Why? The new bill, which Rep. Brad Sherman called “TARP on steroids” would allow TARP-type bailouts with no Congressional approval and no maximum dollar amount.

As somebody else said, President Barack Obama is a socialist indeed — a Wall Street socialist.

Is post-peak America now here?

The perceptive Michael Klare, who writes on energy and national security issues for The Nation and elsewhere, argues that the greedy clusterfucks at Goldman Sachs, AIG, et al, leading to the economic crack-up that has the dollar in the crapper have brought 2025 15 years closer.

And, while the American public will have to deal with lesser American power, and the continued attempts by G. Sachs et al, and its bipartisan supporters to shit on them, ultimately, G. Sachs won’t come out on the high side either.

Of the four BRIC countries of Brazil, China, India and Russia, the Chinese dictatorship and the cult of Putin have no room for Sachs. Neither do the Russian Mafia. Brazil, as a Latin American nation, will retain its skepticism of American banks. India likely will have at least some of that.

And, the EU, with a Eurozone larger than the U.S. and dedicated to tougher regulatory reform, will be no homeland for it either.

So, way to go, greedy American financial clusterfucks — you pulled your own house down on your own head.

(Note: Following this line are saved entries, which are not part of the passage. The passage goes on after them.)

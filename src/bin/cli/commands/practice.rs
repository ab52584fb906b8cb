use std::io::{self, BufRead, Write};

use anyhow::{Context, Result};
use chrono::Utc;

use wordgarden_lib::vocab::quiz::{Round, RoundKind};
use wordgarden_lib::Session;

use crate::app::App;
use crate::render::terminal::{self, Color};

/// Play a matching game or a quiz on random catalog words
pub fn run(app: &mut App, kind: RoundKind, use_color: bool) -> Result<()> {
    let mut rng = rand::thread_rng();
    let mut round = Round::random(kind, &app.catalog, &mut rng);

    match kind {
        RoundKind::MatchGame => println!(
            "Match {} words. You have {} lives.",
            round.len(),
            round.lives().unwrap_or(0)
        ),
        _ => println!("{} questions. Pick the English word.", round.len()),
    }

    let stdin = io::stdin();
    let stdout = io::stdout();
    let finished = play(&mut round, &mut app.session, &mut stdin.lock(), &mut stdout.lock(), use_color)?;
    if !finished {
        println!("\nRound stopped; no stars this time.");
        return Ok(());
    }

    let reward = round.reward();
    app.session.award_stars(reward);
    if round.is_lost() {
        println!("\nOut of lives! {} matched.", round.correct());
    } else {
        println!(
            "\nDone: {}/{} correct, +{} stars",
            round.correct(),
            round.len(),
            reward
        );
    }

    Ok(())
}

/// Ask every question of `round`, applying each answer to the session.
///
/// Review answers move the word's schedule; wrong answers in the game or
/// the quiz go to the wrong-word notebook. Returns false if input ran out
/// before the round was over.
pub fn play<R: BufRead, W: Write>(
    round: &mut Round,
    session: &mut Session,
    input: &mut R,
    out: &mut W,
    use_color: bool,
) -> Result<bool> {
    while let Some(question) = round.current().cloned() {
        writeln!(out)?;
        writeln!(out, "{}", terminal::paint(&question.word.cn, Color::BOLD, use_color))?;
        for (i, option) in question.options.iter().enumerate() {
            writeln!(out, "  {}. {}", i + 1, option)?;
        }
        write!(out, "> ")?;
        out.flush()?;

        let mut line = String::new();
        if input.read_line(&mut line).context("Failed to read answer")? == 0 {
            return Ok(false);
        }

        let Some(choice) = parse_choice(&line, &question.options) else {
            writeln!(out, "Type a number between 1 and {}.", question.options.len())?;
            continue;
        };

        let Some(answer) = round.answer(&choice) else {
            continue;
        };

        if round.kind() == RoundKind::Review {
            session.record_review(&answer.word_id, answer.correct, Utc::now());
        } else if !answer.correct {
            session.record_miss(&answer.word_id);
        }

        if answer.correct {
            writeln!(out, "{}", terminal::paint("Correct!", Color::GREEN, use_color))?;
        } else if let Some(lives) = round.lives() {
            writeln!(
                out,
                "{} {} li{} left.",
                terminal::paint("Not quite.", Color::RED, use_color),
                lives,
                if lives == 1 { "fe" } else { "ves" }
            )?;
        } else {
            writeln!(
                out,
                "{} It was {}.",
                terminal::paint("Not quite.", Color::RED, use_color),
                question.word.en
            )?;
        }
    }

    Ok(true)
}

/// Accept either an option number (1-based) or the word itself
fn parse_choice(input: &str, options: &[String]) -> Option<String> {
    let input = input.trim();
    if let Ok(n) = input.parse::<usize>() {
        return n.checked_sub(1).and_then(|i| options.get(i)).cloned();
    }
    options
        .iter()
        .find(|o| o.eq_ignore_ascii_case(input))
        .cloned()
}
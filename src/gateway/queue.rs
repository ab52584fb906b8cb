//! Single-worker request queue
//!
//! Requests are dispatched one at a time in submission order, with a cool-down
//! pause after each one so bursts never reach the service back to back.

use std::future::Future;
use std::time::Duration;

use futures_util::future::BoxFuture;
use tokio::sync::{mpsc, oneshot};
use uuid::Uuid;

use super::error::GatewayError;

/// Default pause between two dispatches
pub const DEFAULT_COOLDOWN: Duration = Duration::from_millis(500);

/// A queued unit of work
struct QueuedRequest {
    id: Uuid,
    label: String,
    job: BoxFuture<'static, ()>,
}

/// Handle for the request worker. Clones feed the same worker.
#[derive(Clone)]
pub struct RequestQueue {
    sender: mpsc::UnboundedSender<QueuedRequest>,
}

impl RequestQueue {
    /// Spawn the worker on the current tokio runtime
    pub fn start(cooldown: Duration) -> Self {
        let (tx, rx) = mpsc::unbounded_channel();
        tokio::spawn(request_worker_loop(rx, cooldown));
        Self { sender: tx }
    }

    /// Queue `request` and wait for its output. The future is not polled until
    /// every request queued before it has finished.
    pub async fn submit<T, Fut>(&self, label: &str, request: Fut) -> Result<T, GatewayError>
    where
        Fut: Future<Output = T> + Send + 'static,
        T: Send + 'static,
    {
        let (done_tx, done_rx) = oneshot::channel();
        let job = Box::pin(async move {
            // The caller may have gone away; its result is simply dropped
            let _ = done_tx.send(request.await);
        });

        let queued = QueuedRequest {
            id: Uuid::new_v4(),
            label: label.to_string(),
            job,
        };
        log::debug!("gateway: queued {} ({})", queued.label, queued.id);

        self.sender.send(queued).map_err(|_| GatewayError::QueueClosed)?;
        done_rx.await.map_err(|_| GatewayError::QueueClosed)
    }
}

async fn request_worker_loop(mut rx: mpsc::UnboundedReceiver<QueuedRequest>, cooldown: Duration) {
    while let Some(request) = rx.recv().await {
        log::debug!("gateway: dispatching {} ({})", request.label, request.id);
        request.job.await;
        tokio::time::sleep(cooldown).await;
    }
    log::info!("gateway: request queue closed");
}

#[cfg(test)]
mod tests {
    use super::*;
    use std::sync::atomic::{AtomicUsize, Ordering};
    use std::sync::{Arc, Mutex};
    use tokio::time::Instant;

    #[tokio::test(start_paused = true)]
    async fn test_one_request_in_flight_in_fifo_order() {
        let queue = RequestQueue::start(DEFAULT_COOLDOWN);
        let in_flight = Arc::new(AtomicUsize::new(0));
        let max_seen = Arc::new(AtomicUsize::new(0));
        let order = Arc::new(Mutex::new(Vec::new()));

        let job = |n: usize| {
            let in_flight = Arc::clone(&in_flight);
            let max_seen = Arc::clone(&max_seen);
            let order = Arc::clone(&order);
            async move {
                let now = in_flight.fetch_add(1, Ordering::SeqCst) + 1;
                max_seen.fetch_max(now, Ordering::SeqCst);
                tokio::time::sleep(Duration::from_millis(100)).await;
                order.lock().unwrap().push(n);
                in_flight.fetch_sub(1, Ordering::SeqCst);
                n * 10
            }
        };

        let (a, b, c) = tokio::join!(
            queue.submit("a", job(0)),
            queue.submit("b", job(1)),
            queue.submit("c", job(2)),
        );

        assert_eq!((a.unwrap(), b.unwrap(), c.unwrap()), (0, 10, 20));
        assert_eq!(max_seen.load(Ordering::SeqCst), 1);
        assert_eq!(*order.lock().unwrap(), vec![0, 1, 2]);
    }

    #[tokio::test(start_paused = true)]
    async fn test_cooldown_between_dispatches() {
        let queue = RequestQueue::start(DEFAULT_COOLDOWN);
        let started = Arc::new(Mutex::new(Vec::new()));

        let stamp = |started: Arc<Mutex<Vec<Instant>>>| async move {
            started.lock().unwrap().push(Instant::now());
        };

        let (first, second) = tokio::join!(
            queue.submit("first", stamp(Arc::clone(&started))),
            queue.submit("second", stamp(Arc::clone(&started))),
        );
        first.unwrap();
        second.unwrap();

        let stamps = started.lock().unwrap();
        assert_eq!(stamps.len(), 2);
        assert!(stamps[1] - stamps[0] >= DEFAULT_COOLDOWN);
    }
}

Coal not best way to cut CO2 by capture

Rather, because it tends to have a “purer” stream of carbon dioxide emissions, not only natural gas refining, but even oil refining is a better place to look for carbon capture. If this shouldn’t sound the death knell for building more coal-fired electric power plants, what will?

The GOP Stalinists

Frank Rich has a very good column on the NY-23 Congressional special election and how, win or lose for Hoffman, it’s bad news for the future of the GOP. Without being 100 percent hopeful this exiles the GOP further to the wilderness, and without totally wanting that in this way (in part, because it means more and more moderate Democrats), he’s got some good points.

The newspaper glass is half full

Despite reports of ongoing circulation and profit declines, thoughtful conservative Kathleen Parker says it’s possible to look on the bright side without being Pollyanna.